Stored items from a collection

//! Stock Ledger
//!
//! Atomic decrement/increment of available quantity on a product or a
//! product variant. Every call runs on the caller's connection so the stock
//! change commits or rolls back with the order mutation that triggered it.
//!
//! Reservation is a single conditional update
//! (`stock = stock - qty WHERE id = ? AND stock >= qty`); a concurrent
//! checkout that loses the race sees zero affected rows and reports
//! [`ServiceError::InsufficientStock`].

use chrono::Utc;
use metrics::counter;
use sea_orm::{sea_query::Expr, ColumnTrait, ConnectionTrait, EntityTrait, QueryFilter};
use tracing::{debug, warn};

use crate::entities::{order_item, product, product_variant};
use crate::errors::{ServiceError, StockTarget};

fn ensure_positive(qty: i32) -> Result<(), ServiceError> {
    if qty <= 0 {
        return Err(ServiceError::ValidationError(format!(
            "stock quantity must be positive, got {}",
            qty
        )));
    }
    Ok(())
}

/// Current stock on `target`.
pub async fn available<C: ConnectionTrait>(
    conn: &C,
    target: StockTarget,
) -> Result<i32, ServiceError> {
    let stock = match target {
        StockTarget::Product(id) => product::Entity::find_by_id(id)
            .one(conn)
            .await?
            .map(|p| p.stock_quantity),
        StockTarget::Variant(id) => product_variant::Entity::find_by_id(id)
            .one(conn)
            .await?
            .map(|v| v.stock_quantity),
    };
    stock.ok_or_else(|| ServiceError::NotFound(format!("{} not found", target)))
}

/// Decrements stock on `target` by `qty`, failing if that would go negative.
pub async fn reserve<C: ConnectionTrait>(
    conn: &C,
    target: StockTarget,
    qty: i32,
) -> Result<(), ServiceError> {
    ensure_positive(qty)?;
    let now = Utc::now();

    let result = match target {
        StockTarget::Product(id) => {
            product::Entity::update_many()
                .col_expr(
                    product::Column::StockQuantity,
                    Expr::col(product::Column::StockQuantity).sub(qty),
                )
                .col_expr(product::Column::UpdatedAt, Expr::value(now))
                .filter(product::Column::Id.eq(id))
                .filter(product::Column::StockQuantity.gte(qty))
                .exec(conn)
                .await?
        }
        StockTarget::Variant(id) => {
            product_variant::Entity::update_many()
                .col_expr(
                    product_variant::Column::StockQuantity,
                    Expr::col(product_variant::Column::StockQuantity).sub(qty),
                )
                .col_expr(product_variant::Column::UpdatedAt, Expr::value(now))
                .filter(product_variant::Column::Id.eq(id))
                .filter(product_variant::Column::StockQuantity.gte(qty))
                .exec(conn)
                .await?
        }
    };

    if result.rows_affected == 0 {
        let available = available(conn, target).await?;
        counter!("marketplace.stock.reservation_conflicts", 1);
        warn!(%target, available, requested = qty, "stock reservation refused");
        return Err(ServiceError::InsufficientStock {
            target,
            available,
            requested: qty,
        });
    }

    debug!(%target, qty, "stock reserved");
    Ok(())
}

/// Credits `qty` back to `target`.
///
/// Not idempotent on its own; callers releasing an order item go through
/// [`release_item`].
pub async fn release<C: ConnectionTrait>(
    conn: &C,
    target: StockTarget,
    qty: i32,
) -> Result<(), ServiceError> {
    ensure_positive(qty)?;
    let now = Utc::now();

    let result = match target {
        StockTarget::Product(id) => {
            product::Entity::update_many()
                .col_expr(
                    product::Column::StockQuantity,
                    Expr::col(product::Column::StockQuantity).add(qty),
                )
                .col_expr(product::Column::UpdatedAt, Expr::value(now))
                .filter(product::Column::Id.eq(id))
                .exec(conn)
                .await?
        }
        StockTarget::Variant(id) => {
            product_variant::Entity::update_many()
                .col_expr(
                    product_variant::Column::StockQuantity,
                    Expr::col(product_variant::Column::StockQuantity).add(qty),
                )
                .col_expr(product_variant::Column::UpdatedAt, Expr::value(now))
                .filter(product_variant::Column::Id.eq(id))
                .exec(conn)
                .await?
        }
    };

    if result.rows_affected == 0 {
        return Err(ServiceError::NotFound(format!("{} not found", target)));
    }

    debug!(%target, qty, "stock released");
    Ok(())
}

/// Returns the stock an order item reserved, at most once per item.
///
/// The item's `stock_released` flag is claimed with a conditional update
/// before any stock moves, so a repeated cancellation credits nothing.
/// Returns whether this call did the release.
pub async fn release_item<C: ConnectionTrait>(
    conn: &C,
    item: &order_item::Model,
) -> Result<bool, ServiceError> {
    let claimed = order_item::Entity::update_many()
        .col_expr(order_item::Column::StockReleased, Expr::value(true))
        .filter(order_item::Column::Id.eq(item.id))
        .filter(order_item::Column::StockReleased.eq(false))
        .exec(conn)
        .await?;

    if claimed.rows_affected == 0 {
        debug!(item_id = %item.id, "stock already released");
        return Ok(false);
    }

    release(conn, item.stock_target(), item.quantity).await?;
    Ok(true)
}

--

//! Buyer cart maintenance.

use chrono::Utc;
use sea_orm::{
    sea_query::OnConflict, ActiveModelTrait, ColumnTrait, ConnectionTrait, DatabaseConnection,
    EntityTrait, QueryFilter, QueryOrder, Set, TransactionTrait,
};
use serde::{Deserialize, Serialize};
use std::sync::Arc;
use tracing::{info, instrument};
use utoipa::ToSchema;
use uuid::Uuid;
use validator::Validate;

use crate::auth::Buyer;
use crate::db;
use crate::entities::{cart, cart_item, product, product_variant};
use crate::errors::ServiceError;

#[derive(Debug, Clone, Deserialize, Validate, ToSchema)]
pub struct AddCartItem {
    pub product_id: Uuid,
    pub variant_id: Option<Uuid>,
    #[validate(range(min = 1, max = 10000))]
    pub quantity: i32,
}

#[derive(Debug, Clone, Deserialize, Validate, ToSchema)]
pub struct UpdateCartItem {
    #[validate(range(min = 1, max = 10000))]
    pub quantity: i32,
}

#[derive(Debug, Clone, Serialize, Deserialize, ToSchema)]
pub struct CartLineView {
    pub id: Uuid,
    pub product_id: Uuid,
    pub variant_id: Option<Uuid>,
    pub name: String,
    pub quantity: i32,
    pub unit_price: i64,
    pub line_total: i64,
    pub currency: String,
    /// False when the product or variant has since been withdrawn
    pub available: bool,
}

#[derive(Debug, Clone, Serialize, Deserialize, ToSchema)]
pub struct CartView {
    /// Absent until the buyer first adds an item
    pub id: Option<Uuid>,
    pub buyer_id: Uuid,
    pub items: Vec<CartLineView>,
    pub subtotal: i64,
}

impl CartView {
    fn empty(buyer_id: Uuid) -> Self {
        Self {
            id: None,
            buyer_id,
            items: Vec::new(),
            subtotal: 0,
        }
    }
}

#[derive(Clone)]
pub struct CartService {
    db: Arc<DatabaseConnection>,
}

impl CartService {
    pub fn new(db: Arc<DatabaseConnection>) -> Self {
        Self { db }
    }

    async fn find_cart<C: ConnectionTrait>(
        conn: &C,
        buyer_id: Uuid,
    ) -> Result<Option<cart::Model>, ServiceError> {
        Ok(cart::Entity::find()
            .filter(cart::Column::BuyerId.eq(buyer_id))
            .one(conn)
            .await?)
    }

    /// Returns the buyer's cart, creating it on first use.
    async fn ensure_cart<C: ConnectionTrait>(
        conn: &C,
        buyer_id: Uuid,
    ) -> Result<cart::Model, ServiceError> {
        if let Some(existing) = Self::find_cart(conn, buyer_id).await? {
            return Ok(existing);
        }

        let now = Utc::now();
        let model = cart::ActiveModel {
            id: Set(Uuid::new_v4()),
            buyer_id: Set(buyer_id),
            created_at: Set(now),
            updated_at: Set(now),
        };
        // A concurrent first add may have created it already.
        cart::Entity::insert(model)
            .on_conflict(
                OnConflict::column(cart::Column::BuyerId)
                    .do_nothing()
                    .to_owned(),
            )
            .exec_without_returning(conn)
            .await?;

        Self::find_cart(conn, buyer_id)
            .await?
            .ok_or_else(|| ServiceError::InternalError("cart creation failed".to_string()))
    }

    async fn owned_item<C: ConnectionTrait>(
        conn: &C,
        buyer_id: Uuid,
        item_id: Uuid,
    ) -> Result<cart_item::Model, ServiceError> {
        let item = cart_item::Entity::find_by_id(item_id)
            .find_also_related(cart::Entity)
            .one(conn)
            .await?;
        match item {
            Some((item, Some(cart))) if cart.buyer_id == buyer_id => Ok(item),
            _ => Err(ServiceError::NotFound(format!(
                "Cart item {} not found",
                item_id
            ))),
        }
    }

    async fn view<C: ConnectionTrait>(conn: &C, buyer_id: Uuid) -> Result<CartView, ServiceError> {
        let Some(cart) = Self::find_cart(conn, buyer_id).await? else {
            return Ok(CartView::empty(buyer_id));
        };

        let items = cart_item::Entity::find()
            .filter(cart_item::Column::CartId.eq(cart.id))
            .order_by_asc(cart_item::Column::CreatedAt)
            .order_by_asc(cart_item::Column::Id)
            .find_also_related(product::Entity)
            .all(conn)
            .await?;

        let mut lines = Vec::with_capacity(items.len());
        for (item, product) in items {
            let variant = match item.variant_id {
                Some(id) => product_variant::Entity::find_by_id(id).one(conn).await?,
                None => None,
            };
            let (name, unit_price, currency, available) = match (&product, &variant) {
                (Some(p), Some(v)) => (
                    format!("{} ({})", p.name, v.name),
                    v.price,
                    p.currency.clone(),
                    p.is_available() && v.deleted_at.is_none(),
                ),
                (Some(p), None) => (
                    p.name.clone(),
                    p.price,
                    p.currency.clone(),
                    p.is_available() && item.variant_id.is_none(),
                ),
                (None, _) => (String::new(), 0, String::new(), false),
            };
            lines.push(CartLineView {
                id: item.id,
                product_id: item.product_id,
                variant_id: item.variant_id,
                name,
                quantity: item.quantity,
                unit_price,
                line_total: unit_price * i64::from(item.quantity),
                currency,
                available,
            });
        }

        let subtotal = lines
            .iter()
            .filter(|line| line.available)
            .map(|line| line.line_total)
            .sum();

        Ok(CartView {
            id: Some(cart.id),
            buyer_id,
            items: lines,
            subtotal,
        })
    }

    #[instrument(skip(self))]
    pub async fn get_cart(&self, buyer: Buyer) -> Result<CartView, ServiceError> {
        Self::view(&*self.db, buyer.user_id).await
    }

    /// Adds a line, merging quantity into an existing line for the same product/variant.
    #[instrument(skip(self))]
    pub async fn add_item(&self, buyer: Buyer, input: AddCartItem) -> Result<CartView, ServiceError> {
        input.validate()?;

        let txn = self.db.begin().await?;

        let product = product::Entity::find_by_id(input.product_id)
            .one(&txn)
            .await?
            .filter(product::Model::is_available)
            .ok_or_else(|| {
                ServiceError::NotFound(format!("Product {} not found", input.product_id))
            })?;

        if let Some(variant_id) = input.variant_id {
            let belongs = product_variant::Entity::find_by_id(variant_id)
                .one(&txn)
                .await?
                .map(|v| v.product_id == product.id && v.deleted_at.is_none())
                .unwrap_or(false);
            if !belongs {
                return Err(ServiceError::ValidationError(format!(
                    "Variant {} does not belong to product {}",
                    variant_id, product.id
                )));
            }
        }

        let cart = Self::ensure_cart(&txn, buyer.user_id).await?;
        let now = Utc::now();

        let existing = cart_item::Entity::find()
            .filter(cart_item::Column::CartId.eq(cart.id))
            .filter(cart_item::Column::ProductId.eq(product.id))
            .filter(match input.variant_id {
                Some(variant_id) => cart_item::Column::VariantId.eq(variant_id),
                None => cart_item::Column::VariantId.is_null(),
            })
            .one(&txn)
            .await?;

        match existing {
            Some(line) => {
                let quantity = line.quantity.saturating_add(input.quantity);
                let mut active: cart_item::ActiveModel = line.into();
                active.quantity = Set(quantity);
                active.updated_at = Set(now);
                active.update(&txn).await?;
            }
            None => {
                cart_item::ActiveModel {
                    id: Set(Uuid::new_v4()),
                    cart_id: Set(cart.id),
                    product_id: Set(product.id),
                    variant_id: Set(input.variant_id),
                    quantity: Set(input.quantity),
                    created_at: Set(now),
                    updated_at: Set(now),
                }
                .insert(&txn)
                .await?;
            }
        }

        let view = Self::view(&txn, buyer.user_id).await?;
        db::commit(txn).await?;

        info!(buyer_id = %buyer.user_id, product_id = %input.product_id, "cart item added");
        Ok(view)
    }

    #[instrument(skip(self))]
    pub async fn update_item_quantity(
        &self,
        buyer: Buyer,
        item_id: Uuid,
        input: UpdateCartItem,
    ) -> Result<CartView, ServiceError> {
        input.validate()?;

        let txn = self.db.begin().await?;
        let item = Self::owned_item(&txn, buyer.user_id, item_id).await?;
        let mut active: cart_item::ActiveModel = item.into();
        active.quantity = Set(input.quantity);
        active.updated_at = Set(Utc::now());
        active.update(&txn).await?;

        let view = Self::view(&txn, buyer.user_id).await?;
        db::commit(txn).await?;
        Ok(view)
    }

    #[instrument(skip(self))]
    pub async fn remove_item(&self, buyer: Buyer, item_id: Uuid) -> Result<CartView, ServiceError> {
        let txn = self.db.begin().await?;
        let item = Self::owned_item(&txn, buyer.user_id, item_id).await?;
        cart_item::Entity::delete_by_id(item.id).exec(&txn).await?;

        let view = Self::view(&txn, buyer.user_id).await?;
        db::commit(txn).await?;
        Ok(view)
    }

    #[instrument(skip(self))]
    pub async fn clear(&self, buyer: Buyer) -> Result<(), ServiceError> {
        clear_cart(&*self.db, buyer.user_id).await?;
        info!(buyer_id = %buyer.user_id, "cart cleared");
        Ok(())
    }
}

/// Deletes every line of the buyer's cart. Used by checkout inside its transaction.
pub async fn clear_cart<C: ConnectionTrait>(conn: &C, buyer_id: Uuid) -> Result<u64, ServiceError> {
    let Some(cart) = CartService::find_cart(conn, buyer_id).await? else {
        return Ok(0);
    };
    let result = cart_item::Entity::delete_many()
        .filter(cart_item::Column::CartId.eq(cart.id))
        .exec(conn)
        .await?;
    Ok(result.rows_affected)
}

_WHAT YOU HAVE TO DO_
Write out each line above with the word "match".

_YOUR RESPONSE_
    let stock = match target {
    let result = match target {
    let result = match target {
        match item {
            let variant = match item.variant_id {
            let (name, unit_price, currency, available) = match (&product, &variant) {
            .filter(match input.variant_id {
        match existing {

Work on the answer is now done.